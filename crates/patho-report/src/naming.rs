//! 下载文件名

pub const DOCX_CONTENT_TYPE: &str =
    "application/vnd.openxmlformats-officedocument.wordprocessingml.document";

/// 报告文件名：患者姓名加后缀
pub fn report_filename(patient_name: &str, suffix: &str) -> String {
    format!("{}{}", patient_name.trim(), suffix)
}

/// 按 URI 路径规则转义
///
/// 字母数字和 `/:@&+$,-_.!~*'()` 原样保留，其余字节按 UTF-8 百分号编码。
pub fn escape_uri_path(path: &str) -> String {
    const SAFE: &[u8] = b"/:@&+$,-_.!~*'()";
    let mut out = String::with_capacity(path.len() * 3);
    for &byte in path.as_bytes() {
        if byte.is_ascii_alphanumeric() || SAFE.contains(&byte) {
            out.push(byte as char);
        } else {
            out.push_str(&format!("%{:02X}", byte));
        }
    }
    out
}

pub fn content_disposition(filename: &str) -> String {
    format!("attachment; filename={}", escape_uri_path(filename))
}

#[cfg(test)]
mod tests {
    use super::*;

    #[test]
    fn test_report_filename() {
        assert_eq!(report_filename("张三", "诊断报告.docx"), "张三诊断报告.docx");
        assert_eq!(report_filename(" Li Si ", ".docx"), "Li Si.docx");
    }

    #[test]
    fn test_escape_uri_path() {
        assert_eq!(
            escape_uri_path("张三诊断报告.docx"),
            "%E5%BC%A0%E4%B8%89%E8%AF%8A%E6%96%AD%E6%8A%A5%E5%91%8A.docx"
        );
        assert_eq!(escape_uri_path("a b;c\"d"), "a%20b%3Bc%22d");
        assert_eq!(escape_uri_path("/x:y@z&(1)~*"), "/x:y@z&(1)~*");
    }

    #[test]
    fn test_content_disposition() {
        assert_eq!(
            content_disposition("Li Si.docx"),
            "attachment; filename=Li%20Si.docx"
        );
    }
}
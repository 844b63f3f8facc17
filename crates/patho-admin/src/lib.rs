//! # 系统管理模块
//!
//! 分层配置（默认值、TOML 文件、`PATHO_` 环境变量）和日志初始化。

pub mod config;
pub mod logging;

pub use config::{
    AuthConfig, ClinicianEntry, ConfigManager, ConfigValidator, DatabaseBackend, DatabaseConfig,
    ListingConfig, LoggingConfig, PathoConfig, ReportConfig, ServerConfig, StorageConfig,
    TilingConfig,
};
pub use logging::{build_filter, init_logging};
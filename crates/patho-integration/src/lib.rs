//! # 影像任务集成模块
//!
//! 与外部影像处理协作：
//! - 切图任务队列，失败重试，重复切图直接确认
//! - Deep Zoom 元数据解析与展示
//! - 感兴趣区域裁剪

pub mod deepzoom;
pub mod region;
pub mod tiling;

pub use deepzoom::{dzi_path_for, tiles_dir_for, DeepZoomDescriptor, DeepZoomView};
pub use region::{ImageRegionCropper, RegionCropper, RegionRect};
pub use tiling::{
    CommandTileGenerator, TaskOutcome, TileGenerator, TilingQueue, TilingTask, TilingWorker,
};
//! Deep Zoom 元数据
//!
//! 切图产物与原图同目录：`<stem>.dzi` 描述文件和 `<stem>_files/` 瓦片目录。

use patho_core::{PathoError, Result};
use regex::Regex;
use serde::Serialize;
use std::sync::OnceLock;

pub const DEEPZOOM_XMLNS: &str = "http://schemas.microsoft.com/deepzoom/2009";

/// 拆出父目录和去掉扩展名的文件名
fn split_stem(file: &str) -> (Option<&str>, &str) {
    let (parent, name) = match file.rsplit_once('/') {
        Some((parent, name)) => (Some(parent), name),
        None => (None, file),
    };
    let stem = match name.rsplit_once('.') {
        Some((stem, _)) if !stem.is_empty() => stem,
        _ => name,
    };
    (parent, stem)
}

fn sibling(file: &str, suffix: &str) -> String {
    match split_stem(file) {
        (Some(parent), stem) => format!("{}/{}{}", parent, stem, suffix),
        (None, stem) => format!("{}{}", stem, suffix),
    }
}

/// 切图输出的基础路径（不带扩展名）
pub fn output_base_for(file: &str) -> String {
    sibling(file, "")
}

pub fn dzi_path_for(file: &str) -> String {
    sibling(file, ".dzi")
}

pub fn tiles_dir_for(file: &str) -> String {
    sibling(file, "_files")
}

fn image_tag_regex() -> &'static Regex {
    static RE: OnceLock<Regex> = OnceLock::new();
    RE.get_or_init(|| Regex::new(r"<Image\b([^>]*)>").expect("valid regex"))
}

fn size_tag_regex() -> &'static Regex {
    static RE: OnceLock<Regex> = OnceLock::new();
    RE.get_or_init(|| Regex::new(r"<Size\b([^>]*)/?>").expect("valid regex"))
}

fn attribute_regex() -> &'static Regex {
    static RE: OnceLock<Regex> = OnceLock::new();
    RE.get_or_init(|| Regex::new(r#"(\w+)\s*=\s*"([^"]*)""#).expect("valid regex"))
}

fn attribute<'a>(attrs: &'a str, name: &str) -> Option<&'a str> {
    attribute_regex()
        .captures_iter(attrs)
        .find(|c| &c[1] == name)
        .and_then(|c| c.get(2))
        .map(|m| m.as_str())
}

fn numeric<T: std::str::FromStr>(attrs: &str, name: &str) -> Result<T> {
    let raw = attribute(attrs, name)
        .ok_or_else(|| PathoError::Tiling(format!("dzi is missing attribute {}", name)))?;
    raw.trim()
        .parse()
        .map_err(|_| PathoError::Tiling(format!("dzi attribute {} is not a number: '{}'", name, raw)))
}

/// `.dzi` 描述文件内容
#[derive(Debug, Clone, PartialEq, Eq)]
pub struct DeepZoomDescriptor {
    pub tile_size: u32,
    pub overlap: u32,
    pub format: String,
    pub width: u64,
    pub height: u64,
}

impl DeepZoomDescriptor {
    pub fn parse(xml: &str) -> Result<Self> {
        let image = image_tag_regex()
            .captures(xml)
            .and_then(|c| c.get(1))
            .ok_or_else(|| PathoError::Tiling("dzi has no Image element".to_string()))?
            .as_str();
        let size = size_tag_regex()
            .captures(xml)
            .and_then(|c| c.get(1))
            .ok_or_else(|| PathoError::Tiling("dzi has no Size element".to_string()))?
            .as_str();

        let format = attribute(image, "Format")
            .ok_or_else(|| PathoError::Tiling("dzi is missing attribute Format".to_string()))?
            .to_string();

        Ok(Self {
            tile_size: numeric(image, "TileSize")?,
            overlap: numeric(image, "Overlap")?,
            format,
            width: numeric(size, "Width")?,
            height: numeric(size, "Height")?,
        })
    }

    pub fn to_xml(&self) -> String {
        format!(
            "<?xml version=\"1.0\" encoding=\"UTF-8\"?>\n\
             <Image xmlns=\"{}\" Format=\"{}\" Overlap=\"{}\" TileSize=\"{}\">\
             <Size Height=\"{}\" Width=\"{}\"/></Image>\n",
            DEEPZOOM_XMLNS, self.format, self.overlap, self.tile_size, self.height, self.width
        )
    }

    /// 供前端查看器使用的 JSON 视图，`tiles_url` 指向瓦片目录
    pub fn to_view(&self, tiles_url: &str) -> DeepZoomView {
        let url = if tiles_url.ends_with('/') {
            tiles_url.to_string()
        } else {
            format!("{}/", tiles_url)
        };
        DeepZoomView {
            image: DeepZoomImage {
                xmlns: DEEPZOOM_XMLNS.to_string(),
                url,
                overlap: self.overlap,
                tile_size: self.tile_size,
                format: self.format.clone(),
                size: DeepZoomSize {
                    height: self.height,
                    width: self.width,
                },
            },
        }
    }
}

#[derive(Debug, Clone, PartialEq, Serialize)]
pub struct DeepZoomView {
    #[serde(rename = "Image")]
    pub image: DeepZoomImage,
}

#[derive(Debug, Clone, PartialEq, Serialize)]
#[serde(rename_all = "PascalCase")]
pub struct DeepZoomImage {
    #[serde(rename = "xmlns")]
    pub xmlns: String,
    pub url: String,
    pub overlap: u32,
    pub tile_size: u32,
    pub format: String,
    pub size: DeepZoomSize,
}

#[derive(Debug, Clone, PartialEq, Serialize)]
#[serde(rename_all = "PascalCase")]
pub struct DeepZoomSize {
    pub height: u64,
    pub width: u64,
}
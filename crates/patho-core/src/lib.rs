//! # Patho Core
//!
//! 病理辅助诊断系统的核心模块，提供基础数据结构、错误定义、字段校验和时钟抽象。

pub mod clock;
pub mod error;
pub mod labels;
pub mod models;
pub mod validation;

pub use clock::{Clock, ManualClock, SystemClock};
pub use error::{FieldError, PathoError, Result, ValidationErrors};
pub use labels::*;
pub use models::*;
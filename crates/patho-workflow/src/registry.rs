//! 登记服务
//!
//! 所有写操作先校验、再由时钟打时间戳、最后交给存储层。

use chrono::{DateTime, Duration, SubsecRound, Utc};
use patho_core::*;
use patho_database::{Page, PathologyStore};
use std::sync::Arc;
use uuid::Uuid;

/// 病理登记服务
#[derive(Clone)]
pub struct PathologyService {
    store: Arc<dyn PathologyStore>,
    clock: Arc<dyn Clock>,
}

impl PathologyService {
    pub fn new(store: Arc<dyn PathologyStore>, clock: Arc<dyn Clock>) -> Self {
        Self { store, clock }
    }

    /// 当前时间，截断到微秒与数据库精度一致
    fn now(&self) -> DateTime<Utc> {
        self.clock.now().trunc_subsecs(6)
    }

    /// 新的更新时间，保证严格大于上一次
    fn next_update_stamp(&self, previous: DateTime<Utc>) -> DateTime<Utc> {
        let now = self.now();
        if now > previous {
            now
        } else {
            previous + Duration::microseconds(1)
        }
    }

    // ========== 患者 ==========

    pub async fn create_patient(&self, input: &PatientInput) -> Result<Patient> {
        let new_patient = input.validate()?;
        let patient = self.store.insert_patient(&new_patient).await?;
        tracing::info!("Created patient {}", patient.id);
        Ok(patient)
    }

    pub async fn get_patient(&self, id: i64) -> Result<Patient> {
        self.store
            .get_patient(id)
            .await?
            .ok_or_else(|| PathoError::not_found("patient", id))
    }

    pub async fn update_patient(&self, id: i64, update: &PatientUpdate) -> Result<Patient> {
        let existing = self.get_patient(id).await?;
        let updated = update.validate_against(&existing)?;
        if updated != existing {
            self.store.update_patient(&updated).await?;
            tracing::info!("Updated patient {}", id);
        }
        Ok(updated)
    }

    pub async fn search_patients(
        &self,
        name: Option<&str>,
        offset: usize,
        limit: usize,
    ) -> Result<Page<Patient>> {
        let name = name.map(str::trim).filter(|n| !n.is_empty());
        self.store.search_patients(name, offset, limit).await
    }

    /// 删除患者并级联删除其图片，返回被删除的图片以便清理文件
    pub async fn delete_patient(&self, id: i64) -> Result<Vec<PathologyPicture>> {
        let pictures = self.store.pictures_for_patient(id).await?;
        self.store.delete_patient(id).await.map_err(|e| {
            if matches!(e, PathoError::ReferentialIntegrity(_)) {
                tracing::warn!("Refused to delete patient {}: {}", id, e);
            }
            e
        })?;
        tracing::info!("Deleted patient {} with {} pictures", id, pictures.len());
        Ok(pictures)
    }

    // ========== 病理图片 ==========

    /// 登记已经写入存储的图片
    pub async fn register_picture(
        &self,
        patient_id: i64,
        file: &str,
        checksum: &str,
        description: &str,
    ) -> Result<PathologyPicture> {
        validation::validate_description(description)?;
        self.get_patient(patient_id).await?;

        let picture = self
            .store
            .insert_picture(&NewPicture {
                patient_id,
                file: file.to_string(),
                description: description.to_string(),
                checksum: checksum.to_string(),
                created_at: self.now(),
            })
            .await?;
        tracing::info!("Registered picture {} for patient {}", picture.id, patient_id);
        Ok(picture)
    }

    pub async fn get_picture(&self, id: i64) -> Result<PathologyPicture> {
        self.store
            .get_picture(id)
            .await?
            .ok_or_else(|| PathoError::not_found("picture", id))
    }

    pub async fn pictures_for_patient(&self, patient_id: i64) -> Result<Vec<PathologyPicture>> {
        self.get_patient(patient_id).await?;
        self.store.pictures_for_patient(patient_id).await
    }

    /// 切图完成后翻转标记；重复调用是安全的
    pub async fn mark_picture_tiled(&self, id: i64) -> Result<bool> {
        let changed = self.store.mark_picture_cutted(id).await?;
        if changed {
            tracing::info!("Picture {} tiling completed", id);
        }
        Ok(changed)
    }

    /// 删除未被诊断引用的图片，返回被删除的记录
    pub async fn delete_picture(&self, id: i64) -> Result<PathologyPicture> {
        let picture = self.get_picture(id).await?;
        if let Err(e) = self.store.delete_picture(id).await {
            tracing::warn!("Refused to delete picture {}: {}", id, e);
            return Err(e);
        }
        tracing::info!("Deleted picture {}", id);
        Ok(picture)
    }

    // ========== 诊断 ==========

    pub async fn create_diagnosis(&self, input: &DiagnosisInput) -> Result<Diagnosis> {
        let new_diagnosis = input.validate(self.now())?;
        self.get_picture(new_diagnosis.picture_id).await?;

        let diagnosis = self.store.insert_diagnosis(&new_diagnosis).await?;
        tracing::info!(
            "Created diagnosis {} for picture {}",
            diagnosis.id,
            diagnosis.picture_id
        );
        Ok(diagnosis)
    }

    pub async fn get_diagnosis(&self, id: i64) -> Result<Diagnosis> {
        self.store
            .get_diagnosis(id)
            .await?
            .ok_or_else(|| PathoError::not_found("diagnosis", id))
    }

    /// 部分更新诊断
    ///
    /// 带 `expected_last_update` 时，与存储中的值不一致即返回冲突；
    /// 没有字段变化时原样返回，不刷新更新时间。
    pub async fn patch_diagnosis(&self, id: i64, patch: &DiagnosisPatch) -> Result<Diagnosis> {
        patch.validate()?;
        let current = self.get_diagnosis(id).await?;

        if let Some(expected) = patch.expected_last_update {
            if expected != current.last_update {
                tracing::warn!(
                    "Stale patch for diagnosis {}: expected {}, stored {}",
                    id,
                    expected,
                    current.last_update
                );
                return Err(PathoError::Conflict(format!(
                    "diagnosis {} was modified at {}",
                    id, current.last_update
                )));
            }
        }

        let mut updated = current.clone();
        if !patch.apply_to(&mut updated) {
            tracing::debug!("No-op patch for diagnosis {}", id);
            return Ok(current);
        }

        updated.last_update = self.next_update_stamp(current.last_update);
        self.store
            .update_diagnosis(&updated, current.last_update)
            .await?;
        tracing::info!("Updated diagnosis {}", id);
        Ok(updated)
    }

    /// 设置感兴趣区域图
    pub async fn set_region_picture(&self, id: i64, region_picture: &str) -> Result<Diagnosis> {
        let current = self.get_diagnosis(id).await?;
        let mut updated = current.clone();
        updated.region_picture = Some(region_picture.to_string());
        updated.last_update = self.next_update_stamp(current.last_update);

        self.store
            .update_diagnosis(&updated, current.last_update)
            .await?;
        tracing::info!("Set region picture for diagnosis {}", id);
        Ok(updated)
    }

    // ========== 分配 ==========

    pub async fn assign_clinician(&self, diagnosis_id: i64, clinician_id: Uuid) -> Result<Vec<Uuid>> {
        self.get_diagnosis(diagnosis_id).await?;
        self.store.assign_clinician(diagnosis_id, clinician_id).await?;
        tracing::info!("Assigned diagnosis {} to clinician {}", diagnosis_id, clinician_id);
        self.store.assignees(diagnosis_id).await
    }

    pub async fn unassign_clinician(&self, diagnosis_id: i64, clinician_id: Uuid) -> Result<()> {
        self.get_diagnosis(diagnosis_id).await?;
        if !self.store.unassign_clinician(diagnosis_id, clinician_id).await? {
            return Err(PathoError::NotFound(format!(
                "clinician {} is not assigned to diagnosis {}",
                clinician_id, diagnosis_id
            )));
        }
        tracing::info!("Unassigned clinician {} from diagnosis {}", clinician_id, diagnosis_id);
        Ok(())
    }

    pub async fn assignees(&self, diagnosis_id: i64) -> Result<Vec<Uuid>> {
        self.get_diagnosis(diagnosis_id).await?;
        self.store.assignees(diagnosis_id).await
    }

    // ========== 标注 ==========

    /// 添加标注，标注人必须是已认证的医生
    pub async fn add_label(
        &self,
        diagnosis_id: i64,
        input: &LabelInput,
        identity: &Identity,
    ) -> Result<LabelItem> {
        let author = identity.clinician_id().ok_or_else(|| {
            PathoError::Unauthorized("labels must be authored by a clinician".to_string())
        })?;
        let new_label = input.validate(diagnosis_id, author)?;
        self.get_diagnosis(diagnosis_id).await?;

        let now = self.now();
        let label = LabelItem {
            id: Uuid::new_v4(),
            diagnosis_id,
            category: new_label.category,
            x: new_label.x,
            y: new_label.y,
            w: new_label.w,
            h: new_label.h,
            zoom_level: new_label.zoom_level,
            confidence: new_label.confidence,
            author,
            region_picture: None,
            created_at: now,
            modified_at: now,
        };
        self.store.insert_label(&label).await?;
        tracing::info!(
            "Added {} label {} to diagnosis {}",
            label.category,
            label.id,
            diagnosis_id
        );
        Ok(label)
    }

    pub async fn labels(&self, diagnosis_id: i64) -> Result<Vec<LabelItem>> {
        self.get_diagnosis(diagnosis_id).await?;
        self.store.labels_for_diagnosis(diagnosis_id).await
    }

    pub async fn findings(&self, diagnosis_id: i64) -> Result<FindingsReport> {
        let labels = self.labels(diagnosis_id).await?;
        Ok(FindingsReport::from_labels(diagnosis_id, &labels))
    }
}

Exercise objective: Find the word "DeepZoomDescriptor" in the data and copy out each line where it turns up.

Answer to this exercise:
pub use deepzoom::{dzi_path_for, tiles_dir_for, DeepZoomDescriptor, DeepZoomView};
pub struct DeepZoomDescriptor {
impl DeepZoomDescriptor {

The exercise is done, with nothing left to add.